第219話 黒糖珈琲(前編)
古民家を改装したというこの喫茶店はちょっとした隠れ家みたいなお店で、ちょっと教えるのは勿体ないかも、と学校の友達には内緒にしている場所だったりする。
お店の奥にある小庭へと抜ける裏口のすぐ横の窓際に、ちょっとしたカウンター席があって、そこがあたしのお気にの位置だ。
緑の木々は綺麗にされていて、春や夏になったらオープンカフェっぽく何席かテーブルが並ぶらしい。

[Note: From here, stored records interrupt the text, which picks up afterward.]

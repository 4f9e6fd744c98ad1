//! Report directories: one CSV per sheet plus `manifest.json` recording sheet
//! order, file names and which sheets keep their header row frozen. Existing
//! spreadsheets (`.xlsx`, `.xls`, `.ods`) can be opened read-only so their
//! documentation sheet carries over into a refreshed report.

use std::fs;
use std::path::{Path, PathBuf};

use calamine::Reader;
use serde::{Deserialize, Serialize};
use tracing::{debug, info};

use super::{DefectWorkbook, Sheet};

pub const MANIFEST_FILE: &str = "manifest.json";
const TOOL_NAME: &str = "lci-qaqc";

#[derive(Debug, thiserror::Error)]
pub enum ReportError {
    #[error("report I/O failed for '{path}': {source}")]
    Io {
        path: String,
        #[source]
        source: std::io::Error,
    },
    #[error("csv error: {0}")]
    Csv(#[from] csv::Error),
    #[error("manifest error: {0}")]
    Json(#[from] serde_json::Error),
    #[error("spreadsheet error: {0}")]
    Spreadsheet(#[from] calamine::Error),
    #[error("the workbook '{0}' does not exist")]
    NotFound(String),
    #[error("unsupported workbook source '{0}' (expected a report directory or .xlsx/.xls/.ods)")]
    Unsupported(String),
}

fn io_error(path: &Path) -> impl FnOnce(std::io::Error) -> ReportError + '_ {
    move |source| ReportError::Io {
        path: path.display().to_string(),
        source,
    }
}

#[derive(Debug, Clone, PartialEq, Eq, Serialize, Deserialize)]
pub struct SheetEntry {
    pub name: String,
    pub file: String,
    pub rows: usize,
    #[serde(default)]
    pub freeze_header: bool,
}

#[derive(Debug, Clone, PartialEq, Eq, Serialize, Deserialize)]
pub struct WorkbookManifest {
    pub tool: String,
    pub tool_version: String,
    pub date_created: String,
    pub sheets: Vec<SheetEntry>,
}

/// Write every sheet of `workbook` into `dir`. Files listed by a previous
/// manifest in the same directory are removed first.
pub fn write_report_dir(
    dir: &Path,
    workbook: &DefectWorkbook,
) -> Result<WorkbookManifest, ReportError> {
    fs::create_dir_all(dir).map_err(io_error(dir))?;
    remove_previous_sheets(dir)?;

    let mut entries = Vec::with_capacity(workbook.sheets.len());
    for (index, sheet) in workbook.sheets.iter().enumerate() {
        let file = format!("{:02}_{}.csv", index + 1, file_stem(&sheet.name));
        let path = dir.join(&file);
        let mut writer = csv::WriterBuilder::new().flexible(true).from_path(&path)?;
        if !sheet.header.is_empty() {
            writer.write_record(&sheet.header)?;
        }
        for row in &sheet.rows {
            writer.write_record(row)?;
        }
        writer.flush().map_err(io_error(&path))?;
        debug!(sheet = %sheet.name, rows = sheet.rows.len(), file = %file, "sheet written");

        entries.push(SheetEntry {
            name: sheet.name.clone(),
            file,
            rows: sheet.rows.len(),
            freeze_header: sheet.freeze_header,
        });
    }

    let manifest = WorkbookManifest {
        tool: TOOL_NAME.to_string(),
        tool_version: env!("CARGO_PKG_VERSION").to_string(),
        date_created: chrono::Utc::now().format("%Y-%m-%d").to_string(),
        sheets: entries,
    };
    let manifest_path = dir.join(MANIFEST_FILE);
    fs::write(&manifest_path, serde_json::to_string_pretty(&manifest)?)
        .map_err(io_error(&manifest_path))?;

    info!(
        dir = %dir.display(),
        sheets = manifest.sheets.len(),
        "report written"
    );
    Ok(manifest)
}

/// Open a report directory or a spreadsheet file as a [`DefectWorkbook`].
pub fn open_workbook(path: &Path) -> Result<DefectWorkbook, ReportError> {
    if !path.exists() {
        return Err(ReportError::NotFound(path.display().to_string()));
    }
    if path.is_dir() {
        return open_report_dir(path);
    }
    let is_spreadsheet = path
        .extension()
        .and_then(|ext| ext.to_str())
        .map(|ext| matches!(ext.to_ascii_lowercase().as_str(), "xlsx" | "xlsm" | "xls" | "ods"))
        .unwrap_or(false);
    if !is_spreadsheet {
        return Err(ReportError::Unsupported(path.display().to_string()));
    }
    open_spreadsheet(path)
}

/// Keep only the documentation sheet of an existing workbook, append the
/// given category sheets with frozen headers, and save to `output_dir`.
pub fn refresh_workbook(
    existing: &Path,
    output_dir: &Path,
    categories: Vec<Sheet>,
    documentation_sheet: &str,
) -> Result<WorkbookManifest, ReportError> {
    let mut workbook = open_workbook(existing)?;
    workbook.retain_only(documentation_sheet);
    for sheet in categories {
        workbook.push(sheet.frozen());
    }
    write_report_dir(output_dir, &workbook)
}

fn open_report_dir(dir: &Path) -> Result<DefectWorkbook, ReportError> {
    let manifest_path = dir.join(MANIFEST_FILE);
    let raw = fs::read_to_string(&manifest_path).map_err(io_error(&manifest_path))?;
    let manifest: WorkbookManifest = serde_json::from_str(&raw)?;

    let mut sheets = Vec::with_capacity(manifest.sheets.len());
    for entry in &manifest.sheets {
        let mut reader = csv::ReaderBuilder::new()
            .has_headers(true)
            .flexible(true)
            .from_path(dir.join(&entry.file))?;
        let header = reader.headers()?.iter().map(str::to_string).collect();
        let mut sheet = Sheet::new(&entry.name, header);
        for record in reader.records() {
            sheet.rows.push(record?.iter().map(str::to_string).collect());
        }
        sheet.freeze_header = entry.freeze_header;
        sheets.push(sheet);
    }
    Ok(DefectWorkbook::new(sheets))
}

fn open_spreadsheet(path: &Path) -> Result<DefectWorkbook, ReportError> {
    let mut wb = calamine::open_workbook_auto(path)?;
    let names = wb.sheet_names();

    let mut sheets = Vec::with_capacity(names.len());
    for name in names {
        let range = wb.worksheet_range(&name)?;
        let mut rows = range.rows();
        let header = rows
            .next()
            .map(|row| row.iter().map(cell_str).collect())
            .unwrap_or_default();
        let mut sheet = Sheet::new(&name, header);
        sheet.rows = rows.map(|row| row.iter().map(cell_str).collect()).collect();
        sheets.push(sheet);
    }
    Ok(DefectWorkbook::new(sheets))
}

fn remove_previous_sheets(dir: &Path) -> Result<(), ReportError> {
    let manifest_path = dir.join(MANIFEST_FILE);
    if !manifest_path.is_file() {
        return Ok(());
    }
    let raw = fs::read_to_string(&manifest_path).map_err(io_error(&manifest_path))?;
    let Ok(previous) = serde_json::from_str::<WorkbookManifest>(&raw) else {
        return Ok(());
    };
    for entry in previous.sheets {
        let stale: PathBuf = dir.join(&entry.file);
        if stale.is_file() {
            fs::remove_file(&stale).map_err(io_error(&stale))?;
        }
    }
    Ok(())
}

fn file_stem(sheet_name: &str) -> String {
    sheet_name
        .chars()
        .map(|ch| {
            if ch.is_ascii_alphanumeric() || ch == '-' || ch == '_' {
                ch
            } else {
                '_'
            }
        })
        .collect()
}

pub(crate) fn cell_str(d: &calamine::Data) -> String {
    match d {
        calamine::Data::Empty => String::new(),
        calamine::Data::String(s) => s.clone(),
        calamine::Data::Float(f) => format!("{}", f),
        calamine::Data::Int(i) => format!("{}", i),
        calamine::Data::Bool(b) => format!("{}", b),
        _ => format!("{:?}", d),
    }
}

それらを想像しながらあたしはメニュー表を見ながら携帯電話をいじっている。
レン君がフラれた。
シウに、フラれた。
ライーンの文字を見ながらため息を一つつく。
あたしがつく必要がない息だと気づいて、すぐに背を伸ばした。
……どっかでわかってた。
ううん、フラれるってわかってた。
あたしはレン君に言えなかった。
だって本気だったから。
だって、あたしがそうだった、から。
お店の奥さんがお水を持ってきてくれた。
大きな丸い氷にミントの葉が浮いている。
いちいちお洒落でこういうところがお気にの一つだ。
待ち合わせ? なんて声を掛けられて、はい、と答えた。
バレンタインだものね、なんて返ってきて、そういうんじゃないです、と慌てて返した。
お客さんが来店して奥さんが行った後、あたしはまた緑を眺める。
そういう、イメージ。
バレンタインだからとか、待ち合わせだからとか。
想い、想われのイメージ、とか。
あたしのイメージも好き勝手のそれだ。
あたしが、やめときなよ、なんて言ってもレン君は止まらなかったと思う。
そして、そうなった。
ぶに、と頬杖をついてガラスに薄く映る自分を見る。
眉間に皺、細めた目、ぶさいくな顔のあたしはあたしに言う。
…………あー、気が重ーい。
気まずーい。
奢るって言ったのあたしだけれど、他にどうしたらいいかわかんなかったんだもーん。
お疲れ……っていうのも違う気するしさー……。
ローファーの爪先同士をぱたぱた、と開いたり閉じたりして、落ち着かない。
そうしているとライーンに新しい文字があった。
音は消しているし、バイブ機能もオフにしていたので二分ほど経過していた。
『迷ってる』
レン君からの文字に、隠れ家みたいなお店だからわかりづらいか、とあたしは返信する。
目印はここだけタイムスリップしたみたいな外観、黒板の立て看板と背が低い入り口に
その送信から数分後、いらっしゃいませ、の声が背中に聞こえた。
「──よ」
やや斜め後ろに見上げる。
「よ」
鼻を赤くしたレン君が私の隣に立った。
すぐに座らないのでどうしたのか、とあたしは見上げ続ける。
「……入るか、迷った」
迷っていたのは道ではなかったと今わかった。
「──でも、来たね」
「……おう」
座りなよ、と肩を竦めたあたしはメニュー表をテーブルに滑らせる。
レン君は紙袋をテーブルに置いてバッグを床に置いた。
静かな数秒は、数回の呼吸と変な空気が作った。
「……まぁ、そういう結果でした」
そうレン君が呟いてくれて助かった、とあたしは思ってしまった。
また言わせてしまって、何だか悲しくなった。
あたしの勝手な感想だ。
「ん。どれにする?」
「…………どれがいいかわからん」
このお店には色んな珈琲がある。
豆にも詳しくないし、どれがどう、と説明出来るほどでもないけれど、飲んだ中でなら勧められる。
「じゃあこれ」
あたしはメニュー表を指差した。
「黒糖珈琲」
フレーバーコーヒーってやつだ。
白い砂糖とは違う感じがするやつだ。
「飲んだ事ねぇや」
「試してみる? 他でもいいけれど」
そう言うとレン君は少し考えてメニュー表を閉じた。
「試す」
「ふっ、素直じゃん。きもちわる」
「弱ってんだから優しくしろや──」
「──優しくされたいの?」
あたしは頬杖をついてレン君を斜めに見た。
右側にいるレン君は、むっ、とした顔になって、同じように頬杖をついてあたしを斜めに見てきた。
あたしは、シウの代わりじゃない。
「……俺、かっこわる」
「そう?」
「あ?」
「奢られに来ただけでしょ」
あたしは窓の向こうを見ながら微笑んだ。